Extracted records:
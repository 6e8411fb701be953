//! The page's single dispatcher and the entry point islands use to reach it.
use crate::bus::{self, PageEvent};
use crate::config;
use crate::page::PageSink;
use crate::transport::{DomTokenSource, FetchTransport};
use kalyzo_storefront::{Dispatcher, SelectorState, StoreApi, UiAction};
use std::cell::RefCell;
use std::rc::Rc;
use wasm_bindgen_futures::spawn_local;

pub type PageDispatcher = Dispatcher<FetchTransport, DomTokenSource>;

thread_local! {
    static DISPATCHER: RefCell<Option<Rc<PageDispatcher>>> = const { RefCell::new(None) };
}

/// Create the dispatcher for this page. Replaces any previous one.
pub fn install(selector: SelectorState) {
    let config = config::storefront().clone();
    let api = StoreApi::new(FetchTransport, DomTokenSource, config.endpoints.clone());
    let dispatcher = Rc::new(Dispatcher::new(api, config, selector));
    DISPATCHER.with(|slot| slot.replace(Some(dispatcher)));
}

fn current() -> Option<Rc<PageDispatcher>> {
    DISPATCHER.with(|slot| slot.borrow().clone())
}

const fn touches_selector(action: &UiAction) -> bool {
    matches!(
        action,
        UiAction::SelectVariant(_) | UiAction::SelectOption { .. } | UiAction::SetQuantity(_)
    )
}

/// Run `action` in the background, applying its effects to the page.
pub fn dispatch(action: UiAction) {
    let Some(dispatcher) = current() else {
        log::warn!("storefront not mounted; dropping {action:?}");
        return;
    };
    let notify = touches_selector(&action);
    spawn_local(async move {
        dispatcher.dispatch_into(action, &PageSink).await;
        if notify {
            bus::publish(&PageEvent::SelectorChanged);
        }
    });
}

/// Read the selector state, if a dispatcher is installed.
pub fn with_selector<R>(read: impl FnOnce(&SelectorState) -> R) -> Option<R> {
    current().map(|dispatcher| read(&dispatcher.selector()))
}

▶ [WHAT YOU HAVE TO DO]:
Transcribe the records. Keep every word exactly as it stands.

▶ [RESULT OF THIS EXERCISE]:
repository 6e8411fb701be953
//! The page's single dispatcher and the entry point islands use to reach it.
use crate::bus::{self, PageEvent};
use crate::config;
use crate::page::PageSink;
use crate::transport::{DomTokenSource, FetchTransport};
use kalyzo_storefront::{Dispatcher, SelectorState, StoreApi, UiAction};
use std::cell::RefCell;
use std::rc::Rc;
use wasm_bindgen_futures::spawn_local;

pub type PageDispatcher = Dispatcher<FetchTransport, DomTokenSource>;

thread_local! {
    static DISPATCHER: RefCell<Option<Rc<PageDispatcher>>> = const { RefCell::new(None) };
}

/// Create the dispatcher for this page. Replaces any previous one.
pub fn install(selector: SelectorState) {
    let config = config::storefront().clone();
    let api = StoreApi::new(FetchTransport, DomTokenSource, config.endpoints.clone());
    let dispatcher = Rc::new(Dispatcher::new(api, config, selector));
    DISPATCHER.with(|slot| slot.replace(Some(dispatcher)));
}

fn current() -> Option<Rc<PageDispatcher>> {
    DISPATCHER.with(|slot| slot.borrow().clone())
}

const fn touches_selector(action: &UiAction) -> bool {
    matches!(
        action,
        UiAction::SelectVariant(_) | UiAction::SelectOption { .. } | UiAction::SetQuantity(_)
    )
}

/// Run `action` in the background, applying its effects to the page.
pub fn dispatch(action: UiAction) {
    let Some(dispatcher) = current() else {
        log::warn!("storefront not mounted; dropping {action:?}");
        return;
    };
    let notify = touches_selector(&action);
    spawn_local(async move {
        dispatcher.dispatch_into(action, &PageSink).await;
        if notify {
            bus::publish(&PageEvent::SelectorChanged);
        }
    });
}

/// Read the selector state, if a dispatcher is installed.
pub fn with_selector<R>(read: impl FnOnce(&SelectorState) -> R) -> Option<R> {
    current().map(|dispatcher| read(&dispatcher.selector()))
}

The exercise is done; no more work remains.